What to do:
Scan the records for lines with the word "ConfirmationRenderer", and copy every such line.

Stored data:

┌──

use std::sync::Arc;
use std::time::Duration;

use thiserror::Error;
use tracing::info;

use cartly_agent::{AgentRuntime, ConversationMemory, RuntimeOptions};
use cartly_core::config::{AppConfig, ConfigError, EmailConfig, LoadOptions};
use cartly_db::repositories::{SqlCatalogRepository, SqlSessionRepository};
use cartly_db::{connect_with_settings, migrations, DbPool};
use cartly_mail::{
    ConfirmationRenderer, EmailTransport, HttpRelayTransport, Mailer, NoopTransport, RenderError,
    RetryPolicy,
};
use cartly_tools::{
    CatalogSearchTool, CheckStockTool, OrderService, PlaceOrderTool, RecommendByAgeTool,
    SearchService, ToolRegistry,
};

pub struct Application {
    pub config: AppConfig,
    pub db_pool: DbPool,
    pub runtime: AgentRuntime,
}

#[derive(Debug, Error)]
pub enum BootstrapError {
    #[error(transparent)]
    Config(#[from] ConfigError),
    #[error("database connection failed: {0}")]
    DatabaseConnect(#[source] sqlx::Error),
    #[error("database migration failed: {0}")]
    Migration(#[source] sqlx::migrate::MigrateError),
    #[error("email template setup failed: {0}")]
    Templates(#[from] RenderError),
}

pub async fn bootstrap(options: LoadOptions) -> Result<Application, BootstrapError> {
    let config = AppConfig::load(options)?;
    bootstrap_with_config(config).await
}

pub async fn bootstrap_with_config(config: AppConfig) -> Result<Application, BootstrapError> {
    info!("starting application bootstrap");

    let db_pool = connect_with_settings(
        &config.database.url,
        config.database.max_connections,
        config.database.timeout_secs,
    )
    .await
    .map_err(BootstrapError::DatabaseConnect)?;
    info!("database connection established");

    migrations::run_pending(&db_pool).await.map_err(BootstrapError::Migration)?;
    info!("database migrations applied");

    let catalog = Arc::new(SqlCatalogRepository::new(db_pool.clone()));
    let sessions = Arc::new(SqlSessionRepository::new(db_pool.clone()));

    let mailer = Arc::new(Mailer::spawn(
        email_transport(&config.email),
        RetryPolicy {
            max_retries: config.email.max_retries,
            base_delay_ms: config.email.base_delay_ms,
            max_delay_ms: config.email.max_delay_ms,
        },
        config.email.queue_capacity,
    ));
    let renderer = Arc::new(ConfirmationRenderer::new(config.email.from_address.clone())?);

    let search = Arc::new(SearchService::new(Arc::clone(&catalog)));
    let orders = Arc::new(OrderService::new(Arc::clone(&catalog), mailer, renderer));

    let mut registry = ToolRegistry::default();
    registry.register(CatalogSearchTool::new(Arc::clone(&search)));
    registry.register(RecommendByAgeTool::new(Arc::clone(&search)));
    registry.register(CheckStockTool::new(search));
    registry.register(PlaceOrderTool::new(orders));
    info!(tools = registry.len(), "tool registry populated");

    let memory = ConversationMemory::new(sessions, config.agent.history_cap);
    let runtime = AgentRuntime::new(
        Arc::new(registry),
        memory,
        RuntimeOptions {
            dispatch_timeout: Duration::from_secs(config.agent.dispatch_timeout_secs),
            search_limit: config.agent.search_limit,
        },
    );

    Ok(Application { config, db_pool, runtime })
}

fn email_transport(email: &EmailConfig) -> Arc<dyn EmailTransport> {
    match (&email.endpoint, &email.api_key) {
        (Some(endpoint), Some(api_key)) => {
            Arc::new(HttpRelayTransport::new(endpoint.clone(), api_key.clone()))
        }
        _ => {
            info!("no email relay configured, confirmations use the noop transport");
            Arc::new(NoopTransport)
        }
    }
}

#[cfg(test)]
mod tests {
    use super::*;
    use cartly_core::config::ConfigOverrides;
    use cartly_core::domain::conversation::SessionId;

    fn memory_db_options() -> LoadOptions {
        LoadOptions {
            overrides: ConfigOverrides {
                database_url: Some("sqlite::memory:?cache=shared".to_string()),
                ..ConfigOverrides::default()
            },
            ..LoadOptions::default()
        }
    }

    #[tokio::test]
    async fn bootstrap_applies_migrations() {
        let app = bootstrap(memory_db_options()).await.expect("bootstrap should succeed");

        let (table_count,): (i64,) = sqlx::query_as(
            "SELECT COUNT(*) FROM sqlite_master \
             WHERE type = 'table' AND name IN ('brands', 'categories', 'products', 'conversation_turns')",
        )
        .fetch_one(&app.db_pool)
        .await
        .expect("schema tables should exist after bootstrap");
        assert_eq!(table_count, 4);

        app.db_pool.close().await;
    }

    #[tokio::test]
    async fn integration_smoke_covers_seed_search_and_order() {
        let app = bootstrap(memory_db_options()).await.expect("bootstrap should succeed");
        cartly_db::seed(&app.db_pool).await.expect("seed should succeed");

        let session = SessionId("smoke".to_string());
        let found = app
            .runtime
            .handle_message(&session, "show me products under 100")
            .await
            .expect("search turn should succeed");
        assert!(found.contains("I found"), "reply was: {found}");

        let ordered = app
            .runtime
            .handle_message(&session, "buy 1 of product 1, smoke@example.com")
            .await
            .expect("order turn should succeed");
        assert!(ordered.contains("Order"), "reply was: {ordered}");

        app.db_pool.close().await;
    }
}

└──
┌──

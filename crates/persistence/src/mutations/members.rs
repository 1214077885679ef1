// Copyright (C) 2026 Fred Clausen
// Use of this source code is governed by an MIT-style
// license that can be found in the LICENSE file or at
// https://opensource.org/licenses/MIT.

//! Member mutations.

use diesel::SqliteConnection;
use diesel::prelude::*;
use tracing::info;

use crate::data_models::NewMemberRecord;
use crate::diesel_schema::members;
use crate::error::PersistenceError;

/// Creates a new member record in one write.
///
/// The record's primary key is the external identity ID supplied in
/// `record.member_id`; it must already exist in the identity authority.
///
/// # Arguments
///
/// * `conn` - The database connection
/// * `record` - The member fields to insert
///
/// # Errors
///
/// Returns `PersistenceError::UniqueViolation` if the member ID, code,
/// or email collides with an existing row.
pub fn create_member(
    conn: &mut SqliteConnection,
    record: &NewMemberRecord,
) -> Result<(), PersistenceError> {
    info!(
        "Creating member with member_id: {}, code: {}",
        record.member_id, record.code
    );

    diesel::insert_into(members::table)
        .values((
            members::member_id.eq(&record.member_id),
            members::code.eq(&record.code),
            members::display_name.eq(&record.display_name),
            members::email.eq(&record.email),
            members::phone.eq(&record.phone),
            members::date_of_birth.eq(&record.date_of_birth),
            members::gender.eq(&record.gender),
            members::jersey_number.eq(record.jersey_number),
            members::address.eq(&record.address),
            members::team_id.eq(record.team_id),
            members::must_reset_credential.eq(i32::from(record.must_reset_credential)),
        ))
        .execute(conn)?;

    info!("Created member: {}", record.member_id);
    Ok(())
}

└──

Written solution:
    ConfirmationRenderer, EmailTransport, HttpRelayTransport, Mailer, NoopTransport, RenderError,
    let renderer = Arc::new(ConfirmationRenderer::new(config.email.from_address.clone())?);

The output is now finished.